## Exercise goal
Your job is to return every line in the data holding the string "crate".

## Given information

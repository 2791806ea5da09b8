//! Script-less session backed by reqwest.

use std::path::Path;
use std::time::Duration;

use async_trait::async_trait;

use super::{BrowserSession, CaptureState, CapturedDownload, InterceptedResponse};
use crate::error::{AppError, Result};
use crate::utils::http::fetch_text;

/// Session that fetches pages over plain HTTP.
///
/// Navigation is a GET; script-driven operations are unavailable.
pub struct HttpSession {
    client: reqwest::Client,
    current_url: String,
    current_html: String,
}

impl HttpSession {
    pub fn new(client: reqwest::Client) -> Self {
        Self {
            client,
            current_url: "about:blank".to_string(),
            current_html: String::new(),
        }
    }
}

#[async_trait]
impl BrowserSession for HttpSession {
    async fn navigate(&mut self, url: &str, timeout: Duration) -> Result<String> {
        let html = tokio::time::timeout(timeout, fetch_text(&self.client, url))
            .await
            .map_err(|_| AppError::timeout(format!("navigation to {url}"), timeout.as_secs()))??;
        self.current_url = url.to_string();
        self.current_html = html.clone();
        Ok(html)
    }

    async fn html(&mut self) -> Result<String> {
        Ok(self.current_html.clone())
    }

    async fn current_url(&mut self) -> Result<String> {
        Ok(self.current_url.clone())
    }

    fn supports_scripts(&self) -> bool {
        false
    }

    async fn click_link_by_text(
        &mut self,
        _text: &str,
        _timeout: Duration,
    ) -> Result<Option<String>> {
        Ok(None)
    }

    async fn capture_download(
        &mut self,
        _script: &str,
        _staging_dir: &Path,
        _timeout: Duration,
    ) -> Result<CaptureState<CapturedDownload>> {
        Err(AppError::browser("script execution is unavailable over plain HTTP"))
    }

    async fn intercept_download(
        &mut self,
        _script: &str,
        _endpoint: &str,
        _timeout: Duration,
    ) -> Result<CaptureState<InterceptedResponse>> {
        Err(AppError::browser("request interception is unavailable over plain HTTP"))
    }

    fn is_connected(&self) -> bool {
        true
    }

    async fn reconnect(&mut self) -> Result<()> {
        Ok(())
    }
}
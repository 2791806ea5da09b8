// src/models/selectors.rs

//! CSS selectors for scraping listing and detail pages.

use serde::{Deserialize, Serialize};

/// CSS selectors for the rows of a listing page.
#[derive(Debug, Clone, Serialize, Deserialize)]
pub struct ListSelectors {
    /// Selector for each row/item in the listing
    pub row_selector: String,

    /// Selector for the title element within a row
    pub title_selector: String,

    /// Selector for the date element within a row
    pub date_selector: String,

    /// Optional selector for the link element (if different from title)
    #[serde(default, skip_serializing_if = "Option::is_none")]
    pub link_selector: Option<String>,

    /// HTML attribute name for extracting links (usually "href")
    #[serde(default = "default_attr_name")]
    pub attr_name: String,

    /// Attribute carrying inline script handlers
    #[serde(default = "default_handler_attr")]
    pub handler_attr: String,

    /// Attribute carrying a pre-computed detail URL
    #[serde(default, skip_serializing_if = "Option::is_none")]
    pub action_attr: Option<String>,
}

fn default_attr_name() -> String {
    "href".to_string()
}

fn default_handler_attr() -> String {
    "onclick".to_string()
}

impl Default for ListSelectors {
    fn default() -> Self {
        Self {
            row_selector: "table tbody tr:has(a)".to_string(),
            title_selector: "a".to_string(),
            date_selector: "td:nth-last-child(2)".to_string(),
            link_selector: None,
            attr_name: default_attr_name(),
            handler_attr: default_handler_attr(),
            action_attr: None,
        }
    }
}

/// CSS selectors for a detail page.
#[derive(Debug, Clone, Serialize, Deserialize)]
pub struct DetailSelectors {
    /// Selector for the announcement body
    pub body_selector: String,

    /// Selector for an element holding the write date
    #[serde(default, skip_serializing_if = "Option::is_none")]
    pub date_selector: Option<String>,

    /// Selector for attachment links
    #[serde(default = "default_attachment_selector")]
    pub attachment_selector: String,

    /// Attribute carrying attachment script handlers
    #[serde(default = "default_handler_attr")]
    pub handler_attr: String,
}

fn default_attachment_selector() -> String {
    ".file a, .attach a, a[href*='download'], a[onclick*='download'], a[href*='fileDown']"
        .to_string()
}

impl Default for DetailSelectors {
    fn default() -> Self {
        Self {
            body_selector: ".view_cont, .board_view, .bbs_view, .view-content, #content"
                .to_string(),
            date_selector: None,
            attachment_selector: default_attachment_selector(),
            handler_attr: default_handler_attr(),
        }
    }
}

## Result of this task
use crate::error::{AppError, Result};
use crate::utils::http::fetch_text;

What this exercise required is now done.